Why I Am Writing This Blog

     I haven't written a post in nearly 10 days. I read something that made me stop and question why I was writing a blog. Most bloggers have a particular crusade or business or something they want to teach and that's why they blog – to attempt to make a dent in the public's awareness of their ideas or product or message they are teaching. I read a blog called Courage 2 Create by a young writer, Ollin Morales. His blog, in less than a year, was judged one of the top 10 blogs in the country. There are a lot of blogs – probably hundreds of thousands – and yet his was in the cream of the blog crop. He wrote a post asking other bloggers "Why" they were writing, and encouraged them to answer that question.
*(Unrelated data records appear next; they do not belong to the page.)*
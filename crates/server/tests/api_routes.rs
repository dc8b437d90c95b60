//! Integration tests driving the real `api_routes` router end to end,
//! the same way the search/projects/preview handlers are actually invoked
//! in production (request in, `tower::Service` dispatch, response out).

use std::net::SocketAddr;
use std::sync::Arc;

use axum::body::Body;
use axum::extract::connect_info::MockConnectInfo;
use axum::http::{Request, StatusCode};
use axum::Router;
use serde_json::Value;
use session_watch_core::{Indexer, IndexerConfig};
use session_watch_server::destinations::{DestinationManager, NoopSessionStartHook};
use session_watch_server::routes::api_routes;
use session_watch_server::state::AppState;
use tower::ServiceExt;

/// Builds the router against an empty, never-persisted index rooted at a
/// fresh temp directory, wrapped so `ConnectInfo<SocketAddr>` extraction
/// works the same as it does under `into_make_service_with_connect_info`.
async fn test_app() -> (Router, tempfile::TempDir) {
    let projects_dir = tempfile::tempdir().unwrap();
    let state_dir = tempfile::tempdir().unwrap();

    let indexer = Arc::new(Indexer::with_roots(
        vec![projects_dir.path().to_path_buf()],
        state_dir.path().to_path_buf(),
        IndexerConfig::default(),
    ));
    indexer.refresh(true).await.unwrap();

    let destinations_path = state_dir.path().join("destinations.yaml");
    let destinations = Arc::new(DestinationManager::new(destinations_path, Arc::new(NoopSessionStartHook)));
    let state = AppState::new(indexer, destinations, None, None);

    let app = api_routes(state).layer(MockConnectInfo(SocketAddr::from(([127, 0, 0, 1], 1234))));
    (app, projects_dir)
}

async fn body_json(response: axum::response::Response) -> Value {
    let bytes = axum::body::to_bytes(response.into_body(), usize::MAX).await.unwrap();
    serde_json::from_slice(&bytes).unwrap()
}

#[tokio::test]
async fn health_endpoint_reports_ok() {
    let (app, _dir) = test_app().await;
    let response = app.oneshot(Request::builder().uri("/api/health").body(Body::empty()).unwrap()).await.unwrap();

    assert_eq!(response.status(), StatusCode::OK);
    let json = body_json(response).await;
    assert_eq!(json["status"], "ok");
    assert!(json["version"].is_string());
}

#[tokio::test]
async fn search_on_an_empty_index_returns_no_results() {
    let (app, _dir) = test_app().await;
    let response = app
        .oneshot(Request::builder().uri("/api/search?q=hello").body(Body::empty()).unwrap())
        .await
        .unwrap();

    assert_eq!(response.status(), StatusCode::OK);
    let json = body_json(response).await;
    assert_eq!(json["total"], 0);
    assert_eq!(json["results"].as_array().unwrap().len(), 0);
}

#[tokio::test]
async fn search_clamps_limit_to_the_endpoint_max() {
    let (app, _dir) = test_app().await;
    let response = app
        .oneshot(Request::builder().uri("/api/search?limit=9999").body(Body::empty()).unwrap())
        .await
        .unwrap();

    assert_eq!(response.status(), StatusCode::OK);
    let json = body_json(response).await;
    assert_eq!(json["limit"], 10);
}

#[tokio::test]
async fn projects_on_an_empty_index_is_an_empty_list() {
    let (app, _dir) = test_app().await;
    let response = app.oneshot(Request::builder().uri("/api/projects").body(Body::empty()).unwrap()).await.unwrap();

    assert_eq!(response.status(), StatusCode::OK);
    let json = body_json(response).await;
    assert_eq!(json["total_projects"], 0);
    assert_eq!(json["total_sessions"], 0);
}

#[tokio::test]
async fn preview_for_an_unknown_session_is_404_with_a_stable_error_code() {
    let (app, _dir) = test_app().await;
    let response = app
        .oneshot(Request::builder().uri("/api/sessions/does-not-exist/preview").body(Body::empty()).unwrap())
        .await
        .unwrap();

    assert_eq!(response.status(), StatusCode::NOT_FOUND);
    let json = body_json(response).await;
    assert_eq!(json["error"], "session_not_found");
}

#[tokio::test]
async fn index_refresh_is_accepted_and_runs_in_the_background() {
    let (app, _dir) = test_app().await;
    let response = app
        .oneshot(Request::builder().method("POST").uri("/api/index/refresh").body(Body::empty()).unwrap())
        .await
        .unwrap();

    assert_eq!(response.status(), StatusCode::ACCEPTED);
    let json = body_json(response).await;
    assert_eq!(json["status"], "started");
}

#[tokio::test]
async fn index_refresh_rate_limits_a_second_call_within_the_window() {
    let (app, _dir) = test_app().await;
    let request = || Request::builder().method("POST").uri("/api/index/refresh").body(Body::empty()).unwrap();

    let first = app.clone().oneshot(request()).await.unwrap();
    assert_eq!(first.status(), StatusCode::ACCEPTED);

    let second = app.oneshot(request()).await.unwrap();
    assert_eq!(second.status(), StatusCode::TOO_MANY_REQUESTS);
}

#[tokio::test]
async fn watch_without_a_configured_bot_token_is_rejected() {
    let (app, _dir) = test_app().await;
    let payload = serde_json::json!({
        "session_id": "whatever",
        "destination": {"type": "telegram", "chat_id": "123"},
        "preset": "mobile",
    });
    let response = app
        .oneshot(
            Request::builder()
                .method("POST")
                .uri("/api/search/watch")
                .header("content-type", "application/json")
                .body(Body::from(payload.to_string()))
                .unwrap(),
        )
        .await
        .unwrap();

    assert_eq!(response.status(), StatusCode::BAD_REQUEST);
    let json = body_json(response).await;
    assert_eq!(json["error"], "destination_not_configured");
}

#[tokio::test]
async fn watch_with_a_missing_session_id_is_a_validation_error() {
    let (app, _dir) = test_app().await;
    let payload = serde_json::json!({
        "destination": {"type": "telegram", "chat_id": "123"},
        "preset": "mobile",
    });
    let response = app
        .oneshot(
            Request::builder()
                .method("POST")
                .uri("/api/search/watch")
                .header("content-type", "application/json")
                .body(Body::from(payload.to_string()))
                .unwrap(),
        )
        .await
        .unwrap();

    assert_eq!(response.status(), StatusCode::BAD_REQUEST);
    let json = body_json(response).await;
    assert_eq!(json["error"], "validation_error");
}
He told his reasons and they include some very philosophical answers, other than his obvious one, to teach people how to write. I began to question "Why?" and it took me quite awhile to sort through the reasons.
     Before I started the blog, I hedged around for a long time. Stalling and stalling. So I looked at that and asked why I did that. I was scared to put my real thoughts and feelings out there. I've written for years and have published very little. It was the same fear that stopped me. I didn't fear rejection; I feared being read and known.
      I had kept a deep, dark secret for decades. I even kept me from knowing it. I repressed a memory and it became a habit to hide, even from myself. It was difficult to overcome that habit, just as it was hard to confront the secret finally and start untangling that. If anything, I think that is my main reason for writing this blog – to purge myself of this mental habit of hiding me and what I think and feel. It seems strange to say that, but that is the point, yes?
      Another reason I write the blog is to encourage all of you to use writing to unearth anything uncomfortable for you and to heal from it through writing privately or publicly. I stress the importance to student writers to hold their writing private so they can be free to express whatever it is they feel, whether it is hatred, love, desire for revenge, and other feelings that might be judged as anti-social. You need the freedom of your privacy to grow and confront yourself. I started writing daily 20 years ago and never stopped. I didn't intend to write for this long, but it is still working for me. I work out issues in my journal first and then bring them out in the open to the appropriate person. But I also write little stories and poetry in my journal, too. I record those and share them. It is with my journal and my writing, though, that I allow myself to be my most vulnerable.
     With the onset of liver disease I felt I had something I could share with others. I had discovered, or uncovered, that many, many people suffer from a multitude of chronic illnesses. Their daily lives are impinged upon, stressed out by all the different ways that people's lives can be cramped and limited by a daily set of symptoms and remedies. I have learned to live with the fatigue of PSC and make space for it. I know if I have a really good day, the next day I may not repeat that at all but be very tired. I have to give into it. Some days I feel like doing nothing at all, and I have learned to let that be. It goes against my grain. I had a lot of energy before liver disease intervened. Others have lived with their chronic diseases or disabilities since childhood. That would be extremely difficult but I am certain they have learned to both compensate for and accept these constraints. Some of the most inspiring people I've met have chronic and even terminal illnesses, and they have developed an unbelievably happy outlook on life. I'm not one of them. I struggle with depression and go up and down with it. But I write for them with the same compassion as anyone else with a chronic disease or disability.
     That's about the "why" of it for me. It helps to know why I'm writing this blog. Maybe I won't write about going to IKEA for the first time – or I will and I'll add that I felt glad that I made a trip that was  physically hard for me, but that I was so excited about it I ignored my tiredness. I hope you keep reading. And writing your own stories.


  1. Dana, thanks for sharing this. I can appreciate your reticence and your frustration.

  2. Everything you write just keeps getting better and showing what a huge heart you have.